Il reste à savoir pourquoi le bureau du guide suprême iranien a diffusé cette photo de Nasrallah entouré de Khamenei et Souleymani, et pourquoi l’avoir fait maintenant, sachant que la rencontre ne date pas d’hier et que Nasrallah est rentré au Liban ? Des milieux politiques informés font le lien entre le timing de publication de la photo d’une part, et de l’autre, l’escalade entre les États-Unis et l’Iran et l’échec de l’initiative du président français Emmanuel Macron de réunir les présidents américain et iranien en marge des travaux de l’Assemblée générale de l’ONU. En outre, la diffusion de la photo a coïncidé avec la rencontre, dans les couloirs de l’ONU, entre le président libanais, Michel Aoun, et le ministre iranien des Affaires étrangères, Mohammad Javad Zarif, en présence de l’homologue libanais de ce dernier, Gebran Bassil.
Cette concordance des événements a ses incidences. D’abord, c’est un message iranien aux Occidentaux, américains et européens, mais aussi aux Arabes. Il consiste à dire que Nasrallah bénéficie de la couverture et de l’appui du guide suprême, à l’heure où le Hezbollah subit la pression accrue du Trésor américain à travers les sanctions économiques contre lui et toute partie qui coopère avec lui. Le message est clair à toute partie prenant le Hezbollah pour cible et le considérant comme une organisation terroriste : cette partie va devoir revoir ses calculs. Nasrallah est une composante essentielle – en atteste l’agencement de la photo – de la stratégie iranienne et de ses choix, et il ne peut être pris pour cible avec la facilité que d’aucuns imaginent. L’Iran se tient aux côtés de Hassan Nasrallah.

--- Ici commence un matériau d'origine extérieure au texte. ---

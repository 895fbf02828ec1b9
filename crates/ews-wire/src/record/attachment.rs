//! File attachments and their reference/content split.
//!
//! A parsed record may reference attachments without inline content; the
//! content is then retrieved lazily through the transport collaborator and
//! written back with [`Attachments::set_content`]. This module never
//! performs the retrieval itself.

use base64::Engine;
use base64::engine::general_purpose::STANDARD as BASE64;

use crate::error::{WireError, WireResult};
use crate::xml::{XmlElement, writer};

/// One file attachment: server id, metadata, and optional inline content
/// (base64 text as carried on the wire).
#[derive(Debug, Clone, PartialEq, Eq, Default)]
pub struct FileAttachment {
    pub attachment_id: Option<String>,
    pub name: Option<String>,
    pub content_type: Option<String>,
    pub content: Option<String>,
}

impl FileAttachment {
    /// Creates an outgoing attachment from raw bytes.
    #[must_use]
    pub fn from_bytes(
        name: impl Into<String>,
        content_type: impl Into<String>,
        bytes: &[u8],
    ) -> Self {
        Self {
            attachment_id: None,
            name: Some(name.into()),
            content_type: Some(content_type.into()),
            content: Some(BASE64.encode(bytes)),
        }
    }

    /// Reads an attachment from a parsed `FileAttachment` element.
    #[must_use]
    pub fn from_element(element: &XmlElement) -> Self {
        Self {
            attachment_id: element
                .child("AttachmentId")
                .and_then(|id| id.attr("Id"))
                .map(str::to_owned),
            name: element.child_text("Name").map(str::to_owned),
            content_type: element.child_text("ContentType").map(str::to_owned),
            content: element.child_text("Content").map(str::to_owned),
        }
    }

    /// Decodes the inline content, `None` when the reference has no content
    /// yet.
    ///
    /// ## Errors
    /// Returns an encoding error when the inline content is not valid
    /// base64.
    pub fn content_bytes(&self) -> WireResult<Option<Vec<u8>>> {
        match &self.content {
            None => Ok(None),
            Some(text) => BASE64
                .decode(text.trim())
                .map(Some)
                .map_err(|err| WireError::Encoding(err.to_string())),
        }
    }

    /// Renders the markup used when creating this attachment on the
    /// server.
    #[must_use]
    pub fn write_create_xml(&self) -> String {
        let mut body = String::new();
        if let Some(name) = &self.name {
            body.push_str(&writer::element("Name", &writer::escape(name)));
        }
        if let Some(content_type) = &self.content_type {
            body.push_str(&writer::element("ContentType", &writer::escape(content_type)));
        }
        if let Some(content) = &self.content {
            body.push_str(&writer::element("Content", &writer::escape(content)));
        }
        if body.is_empty() {
            return String::new();
        }
        writer::element("FileAttachment", &body)
    }
}

/// The attachment collection of one record.
#[derive(Debug, Clone, PartialEq, Eq, Default)]
pub struct Attachments {
    entries: Vec<FileAttachment>,
}

impl Attachments {
    #[must_use]
    pub fn new() -> Self {
        Self::default()
    }

    pub fn add(&mut self, attachment: FileAttachment) {
        self.entries.push(attachment);
    }

    #[must_use]
    pub fn entries(&self) -> &[FileAttachment] {
        &self.entries
    }

    #[must_use]
    pub fn is_empty(&self) -> bool {
        self.entries.is_empty()
    }

    /// Populates the collection from a parsed `Attachments` element.
    /// Non-file attachment kinds are logged and skipped.
    pub fn populate_from(&mut self, element: &XmlElement) {
        for child in &element.children {
            if child.name == "FileAttachment" {
                self.entries.push(FileAttachment::from_element(child));
            } else {
                tracing::warn!(tag = %child.name, "unsupported attachment kind, skipping");
            }
        }
    }

    /// Ids of attachment references that still lack inline content.
    pub fn missing_content(&self) -> impl Iterator<Item = &str> {
        self.entries
            .iter()
            .filter(|a| a.content.is_none())
            .filter_map(|a| a.attachment_id.as_deref())
    }

    /// Fills in content retrieved for the given attachment id. Returns
    /// whether a matching reference was found.
    pub fn set_content(&mut self, attachment_id: &str, bytes: &[u8]) -> bool {
        for entry in &mut self.entries {
            if entry.attachment_id.as_deref() == Some(attachment_id) {
                entry.content = Some(BASE64.encode(bytes));
                return true;
            }
        }
        tracing::warn!(attachment_id, "no attachment reference for retrieved content");
        false
    }
}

(Lire aussi : Derrière la diffusion de la photo de Nasrallah, une polémique inutile selon le Hezbollah, le décryptage de Scarlett HADDAD)
Menace d’une nouvelle escalade
Traduit par les souverainistes du Liban, ce message se lit comme suit : le Liban fait partie intégrante de l’axe iranien, c’est cela le message de Téhéran à la communauté internationale. Il n’y a plus de distinction entre le Hezbollah et le Liban, lequel est devenu un rouage de l’axe dit de la résistance, estiment ces milieux.
La publication de la photo est l’indice d’un durcissement de la position de Téhéran dans son bras de fer avec Washington : le dernier mot est laissé une nouvelle fois au guide suprême qui, de sources informées, n’aurait pas donné son feu vert à une réunion entre le président iranien et son homologue américain. Une telle réunion reste tributaire d’une liste de conditions qui sont celles des gardiens de la révolution.
Les États-Unis l’auraient bien compris : l’Iran, désormais certain que Washington ne veut pas de guerre mais des négociations, joue la carte du chantage en poussant l’escalade jusqu’aux limites d’un affrontement militaire. C’est ainsi qu’a fini par se produire l’attaque contre les sites d’Aramco. Une attaque que certains observateurs ont perçue comme une violation de lignes rouges, qui ne saurait rester sans riposte.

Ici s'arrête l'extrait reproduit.